Kuang Si Falls, Laos
Reflecting on the trip so far Mason says it has changed her in three main ways:
"The first and most important is that I feel my whole perspective on the world has shifted somewhat," she says.
"It sounds a little corny but I really am convinced that the world is mostly filled with nice and kind people who are curious and want to help, of course this is not true of everyone, but I think when you are at home watching TV and absorbing the media it is easy to become convinced the world is a scary place full of people who want to do you some harm and its just not true.
"I feel much more positive about the human race and life in general than I did before the bike trip, and less scared to just go and explore it.

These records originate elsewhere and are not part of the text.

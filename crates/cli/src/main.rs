fn main() {
    env_logger::Builder::from_env(env_logger::Env::default().default_filter_or("warn")).init();

    if let Err(error) = dropshelf_cli::run(std::env::args_os()) {
        eprintln!("{error:#}");
        std::process::exit(1);
    }
}
use serde::{Deserialize, Serialize};
use std::fmt;
use std::path::{Path, PathBuf};
use uuid::Uuid;

#[derive(Debug, Clone, Copy, PartialEq, Default, Serialize, Deserialize)]
pub struct Point {
    pub x: f32,
    pub y: f32,
}

impl Point {
    pub const fn new(x: f32, y: f32) -> Self {
        Self { x, y }
    }

    pub fn translate(self, dx: f32, dy: f32) -> Self {
        Self { x: self.x + dx, y: self.y + dy }
    }
}

#[derive(Debug, Clone, Copy, PartialEq, Default, Serialize, Deserialize)]
pub struct Size {
    pub width: f32,
    pub height: f32,
}

impl Size {
    pub const fn new(width: f32, height: f32) -> Self {
        Self { width, height }
    }

    pub fn center(&self) -> Point {
        Point::new(self.width / 2.0, self.height / 2.0)
    }

    pub fn is_empty(&self) -> bool {
        self.width <= 0.0 || self.height <= 0.0
    }
}

/// Axis-aligned rectangle. `x`/`y` is the corner with the smallest
/// coordinates in whatever space the rectangle lives in.
#[derive(Debug, Clone, Copy, PartialEq, Default, Serialize, Deserialize)]
pub struct Rect {
    pub x: f32,
    pub y: f32,
    pub width: f32,
    pub height: f32,
}

impl Rect {
    pub const fn new(x: f32, y: f32, width: f32, height: f32) -> Self {
        Self { x, y, width, height }
    }

    /// Normalised rectangle spanning two arbitrary corners.
    pub fn from_corners(a: Point, b: Point) -> Self {
        let min_x = a.x.min(b.x);
        let min_y = a.y.min(b.y);

        Self { x: min_x, y: min_y, width: (a.x - b.x).abs(), height: (a.y - b.y).abs() }
    }

    pub fn centered_at(center: Point, size: Size) -> Self {
        Self {
            x: center.x - size.width / 2.0,
            y: center.y - size.height / 2.0,
            width: size.width,
            height: size.height,
        }
    }

    pub fn origin(&self) -> Point {
        Point::new(self.x, self.y)
    }

    pub fn far_corner(&self) -> Point {
        Point::new(self.x + self.width, self.y + self.height)
    }

    pub fn center(&self) -> Point {
        Point::new(self.x + self.width / 2.0, self.y + self.height / 2.0)
    }

    pub fn size(&self) -> Size {
        Size::new(self.width, self.height)
    }

    pub fn contains(&self, point: Point) -> bool {
        point.x >= self.x
            && point.x <= self.x + self.width
            && point.y >= self.y
            && point.y <= self.y + self.height
    }

    /// True when both sides are strictly larger than `min_side`.
    pub fn exceeds(&self, min_side: f32) -> bool {
        self.width > min_side && self.height > min_side
    }
}

/// Native page dimensions in points (1/72 inch).
#[derive(Debug, Clone, Copy, PartialEq, Serialize, Deserialize)]
pub struct PageSize {
    pub width_pt: f32,
    pub height_pt: f32,
}

impl PageSize {
    pub const US_LETTER: PageSize = PageSize { width_pt: 612.0, height_pt: 792.0 };

    pub const fn new(width_pt: f32, height_pt: f32) -> Self {
        Self { width_pt, height_pt }
    }
}

impl Default for PageSize {
    fn default() -> Self {
        Self::US_LETTER
    }
}

/// Scale and pan applied to the rendered page, anchored at the page's
/// visual center.
#[derive(Debug, Clone, Copy, PartialEq, Serialize, Deserialize)]
pub struct ZoomState {
    pub scale: f32,
    pub offset_x: f32,
    pub offset_y: f32,
}

impl ZoomState {
    pub const RESET: ZoomState = ZoomState { scale: 1.0, offset_x: 0.0, offset_y: 0.0 };

    pub fn new(scale: f32, offset_x: f32, offset_y: f32) -> Self {
        Self { scale, offset_x, offset_y }
    }

    pub fn is_reset(&self) -> bool {
        *self == Self::RESET
    }

    pub fn can_pan(&self) -> bool {
        self.scale > 1.0
    }
}

impl Default for ZoomState {
    fn default() -> Self {
        Self::RESET
    }
}

#[derive(Debug, Clone, Copy, PartialEq, Eq, Serialize, Deserialize)]
pub struct Rgb {
    pub r: u8,
    pub g: u8,
    pub b: u8,
}

impl Rgb {
    pub const YELLOW: Rgb = Rgb { r: 255, g: 235, b: 59 };
    pub const GREEN: Rgb = Rgb { r: 118, g: 255, b: 3 };
    pub const PINK: Rgb = Rgb { r: 255, g: 64, b: 129 };

    pub const fn new(r: u8, g: u8, b: u8) -> Self {
        Self { r, g, b }
    }
}

impl Default for Rgb {
    fn default() -> Self {
        Self::YELLOW
    }
}

#[derive(Debug, Clone, Copy, PartialEq, Eq, Hash, Serialize, Deserialize)]
pub struct MarkupId(Uuid);

impl MarkupId {
    pub fn new() -> Self {
        Self(Uuid::new_v4())
    }
}

impl Default for MarkupId {
    fn default() -> Self {
        Self::new()
    }
}

impl fmt::Display for MarkupId {
    fn fmt(&self, f: &mut fmt::Formatter<'_>) -> fmt::Result {
        write!(f, "{}", self.0)
    }
}

#[derive(Debug, Clone, Copy, PartialEq, Eq, Hash, Serialize, Deserialize)]
pub struct StampId(Uuid);

impl StampId {
    pub fn new() -> Self {
        Self(Uuid::new_v4())
    }

    pub fn parse(raw: &str) -> Option<Self> {
        Uuid::parse_str(raw).ok().map(Self)
    }
}

impl Default for StampId {
    fn default() -> Self {
        Self::new()
    }
}

impl fmt::Display for StampId {
    fn fmt(&self, f: &mut fmt::Formatter<'_>) -> fmt::Result {
        write!(f, "{}", self.0)
    }
}

/// Opaque reference to a stamp bitmap (data URL, file path, ...).
#[derive(Debug, Clone, PartialEq, Eq, Hash, Serialize, Deserialize)]
#[serde(transparent)]
pub struct ImageRef(pub String);

/// Reference to document content the viewer can open.
#[derive(Debug, Clone, PartialEq, Eq, Hash, Serialize, Deserialize)]
#[serde(transparent)]
pub struct ContentRef(pub String);

impl ContentRef {
    pub fn from_path(path: impl AsRef<Path>) -> Self {
        Self(path.as_ref().display().to_string())
    }

    pub fn to_path(&self) -> PathBuf {
        PathBuf::from(&self.0)
    }
}

/// Highlight over a text region. Bounds are page-native with a
/// bottom-left origin and never change after creation.
#[derive(Debug, Clone, PartialEq, Serialize, Deserialize)]
pub struct Highlight {
    pub id: MarkupId,
    pub page: u32,
    pub bounds: Rect,
    pub color: Rgb,
    pub text: Option<String>,
}

/// Placed stamp. Only `bounds.x`/`bounds.y` move after placement.
#[derive(Debug, Clone, PartialEq, Serialize, Deserialize)]
pub struct Signature {
    pub id: MarkupId,
    pub image: ImageRef,
    pub page: u32,
    pub bounds: Rect,
}

#[derive(Debug, Clone, PartialEq, Eq, Serialize, Deserialize)]
pub struct Stamp {
    pub id: StampId,
    pub label: String,
    pub image: ImageRef,
}

impl Stamp {
    pub fn new(label: impl Into<String>, image: ImageRef) -> Self {
        Self { id: StampId::new(), label: label.into(), image }
    }
}

/// Saved stamps in insertion order.
#[derive(Debug, Clone, Default, PartialEq, Eq, Serialize, Deserialize)]
#[serde(transparent)]
pub struct StampLibrary {
    stamps: Vec<Stamp>,
}

impl StampLibrary {
    pub fn new() -> Self {
        Self::default()
    }

    pub fn get(&self, id: StampId) -> Option<&Stamp> {
        self.stamps.iter().find(|stamp| stamp.id == id)
    }

    pub fn push(&mut self, stamp: Stamp) {
        self.stamps.retain(|existing| existing.id != stamp.id);
        self.stamps.push(stamp);
    }

    pub fn remove(&mut self, id: StampId) -> Option<Stamp> {
        let index = self.stamps.iter().position(|stamp| stamp.id == id)?;
        Some(self.stamps.remove(index))
    }

    pub fn iter(&self) -> impl Iterator<Item = &Stamp> {
        self.stamps.iter()
    }

    pub fn len(&self) -> usize {
        self.stamps.len()
    }

    pub fn is_empty(&self) -> bool {
        self.stamps.is_empty()
    }
}

/// State mirrored from the primary viewer into a secondary window.
#[derive(Debug, Clone, PartialEq, Eq, Serialize, Deserialize)]
#[serde(rename_all = "camelCase")]
pub struct ViewerSnapshot {
    pub content_ref: ContentRef,
    pub page: u32,
    pub page_count: u32,
    pub file_name: String,
}

#[derive(Debug, Clone, PartialEq, Serialize, Deserialize)]
#[serde(default)]
pub struct ViewerSettings {
    /// Both sides of a drag must exceed this (screen units) to count.
    pub min_selection_size: f32,
    /// Initial stamp size in page units.
    pub signature_size: Size,
    pub highlight_color: Rgb,
    pub device_pixel_ratio: f32,
    pub thumbnail_edge_px: u32,
}

#[derive(Debug, Clone, PartialEq, thiserror::Error)]
pub enum SettingsError {
    #[error("min_selection_size must be a finite number >= 0, got {0}")]
    MinSelectionSize(f32),
    #[error("signature_size must be positive, got {width}x{height}")]
    SignatureSize { width: f32, height: f32 },
    #[error("device_pixel_ratio must be a finite number > 0, got {0}")]
    DevicePixelRatio(f32),
    #[error("thumbnail_edge_px must be at least 1")]
    ThumbnailEdge,
}

impl ViewerSettings {
    /// Rejects values the viewer cannot work with, such as a negative
    /// selection threshold or a zero stamp size.
    pub fn validate(&self) -> Result<(), SettingsError> {
        let positive = |value: f32| value.is_finite() && value > 0.0;

        if !(self.min_selection_size.is_finite() && self.min_selection_size >= 0.0) {
            return Err(SettingsError::MinSelectionSize(self.min_selection_size));
        }
        let Size { width, height } = self.signature_size;
        if !(positive(width) && positive(height)) {
            return Err(SettingsError::SignatureSize { width, height });
        }
        if !positive(self.device_pixel_ratio) {
            return Err(SettingsError::DevicePixelRatio(self.device_pixel_ratio));
        }
        if self.thumbnail_edge_px == 0 {
            return Err(SettingsError::ThumbnailEdge);
        }

        Ok(())
    }
}

impl Default for ViewerSettings {
    fn default() -> Self {
        Self {
            min_selection_size: 10.0,
            signature_size: Size::new(150.0, 50.0),
            highlight_color: Rgb::YELLOW,
            device_pixel_ratio: 1.0,
            thumbnail_edge_px: 160,
        }
    }
}

#[cfg(test)]
mod tests {
    use super::*;

    #[test]
    fn default_settings_are_valid() {
        assert_eq!(ViewerSettings::default().validate(), Ok(()));
    }

    #[test]
    fn unusable_settings_are_rejected() {
        let negative = ViewerSettings { min_selection_size: -1.0, ..ViewerSettings::default() };
        assert_eq!(negative.validate(), Err(SettingsError::MinSelectionSize(-1.0)));

        let flat =
            ViewerSettings { signature_size: Size::new(150.0, 0.0), ..ViewerSettings::default() };
        assert!(matches!(flat.validate(), Err(SettingsError::SignatureSize { .. })));

        let dpr = ViewerSettings { device_pixel_ratio: 0.0, ..ViewerSettings::default() };
        assert_eq!(dpr.validate(), Err(SettingsError::DevicePixelRatio(0.0)));

        let nan = ViewerSettings { device_pixel_ratio: f32::NAN, ..ViewerSettings::default() };
        assert!(nan.validate().is_err());

        let thumbs = ViewerSettings { thumbnail_edge_px: 0, ..ViewerSettings::default() };
        assert_eq!(thumbs.validate(), Err(SettingsError::ThumbnailEdge));
    }

    #[test]
    fn rect_from_corners_normalizes_any_drag_direction() {
        let rect = Rect::from_corners(Point::new(300.0, 250.0), Point::new(100.0, 100.0));
        assert_eq!(rect, Rect::new(100.0, 100.0, 200.0, 150.0));
        assert_eq!(rect.center(), Point::new(200.0, 175.0));
    }

    #[test]
    fn exceeds_requires_both_sides_strictly_larger() {
        assert!(Rect::new(0.0, 0.0, 11.0, 11.0).exceeds(10.0));
        assert!(!Rect::new(0.0, 0.0, 10.0, 200.0).exceeds(10.0));
        assert!(!Rect::new(0.0, 0.0, 200.0, 4.0).exceeds(10.0));
    }

    #[test]
    fn zoom_reset_is_canonical_and_not_pannable() {
        let reset = ZoomState::default();
        assert!(reset.is_reset());
        assert!(!reset.can_pan());
        assert!(ZoomState::new(2.0, 0.0, 0.0).can_pan());
    }

    #[test]
    fn snapshot_uses_camel_case_wire_keys() {
        let snapshot = ViewerSnapshot {
            content_ref: ContentRef("/tmp/report.pdf".to_owned()),
            page: 2,
            page_count: 7,
            file_name: "report.pdf".to_owned(),
        };

        let value = serde_json::to_value(&snapshot).expect("snapshot should serialize");
        assert_eq!(value["contentRef"], "/tmp/report.pdf");
        assert_eq!(value["pageCount"], 7);
        assert_eq!(value["fileName"], "report.pdf");
    }

    #[test]
    fn settings_fill_missing_fields_with_defaults() {
        let settings: ViewerSettings =
            serde_json::from_str(r#"{ "min_selection_size": 4.0 }"#).expect("should parse");

        assert_eq!(settings.min_selection_size, 4.0);
        assert_eq!(settings.signature_size, Size::new(150.0, 50.0));
        assert_eq!(settings.highlight_color, Rgb::YELLOW);
    }

    #[test]
    fn stamp_library_replaces_same_id_and_removes() {
        let mut library = StampLibrary::new();
        let stamp = Stamp::new("initials", ImageRef("data:image/png;base64,AAAA".to_owned()));
        let id = stamp.id;

        library.push(stamp.clone());
        library.push(Stamp { label: "renamed".to_owned(), ..stamp });
        assert_eq!(library.len(), 1);
        assert_eq!(library.get(id).map(|s| s.label.as_str()), Some("renamed"));

        assert!(library.remove(id).is_some());
        assert!(library.is_empty());
    }
}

"Secondly, I would like to be more generous to my fellow humans; the generosity we have been shown along our trip has blown us away and made us question how we would have treated travellers in our home countries before the trip.
"Hand on heart I am not sure I would have been half as generous or patient as many of the people we have met and I aim to change this in the future.
"And lastly, I am not so worried about the future and whether growing up and perhaps having a family will spell the end of my travelling days.
"We have met so many people travelling the world from all different walks of life and of all different ages. We have also met quite a few families with young children doing huge round the world trips in camper vans.
"This is something that excites me and makes me feel optimistic for the future and the adventures I have ahead.